* EXERCISE INSTRUCTIONS:
Return nothing but the lines from the line containing "and run reports" through the last line of the records, reproduced exactly.

----- INPUT RECORDS

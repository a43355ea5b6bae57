//! # mend-core
//!
//! Core types for the Mend self-healing loop.
//!
//! Mend watches a repository's failure evidence, asks a language model to
//! propose multi-file, multi-branch fixes, and mechanically applies those
//! proposals to the working tree. This crate holds the pieces every other
//! crate shares:
//!
//! - the directive model (typed instructions extracted from a model response)
//! - per-directive application results and run reports
//! - the unified error type
//! - repository-level configuration

mod config;
mod error;
mod types;

pub use config::{FilesConfig, GitConfig, MendConfig, ModelConfig};
pub use error::{MendError, Result};
pub use types::*;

----------

* TASK OUTPUT:
//! - per-directive application results and run reports
//! - the unified error type
//! - repository-level configuration

mod config;
mod error;
mod types;

pub use config::{FilesConfig, GitConfig, MendConfig, ModelConfig};
pub use error::{MendError, Result};
pub use types::*;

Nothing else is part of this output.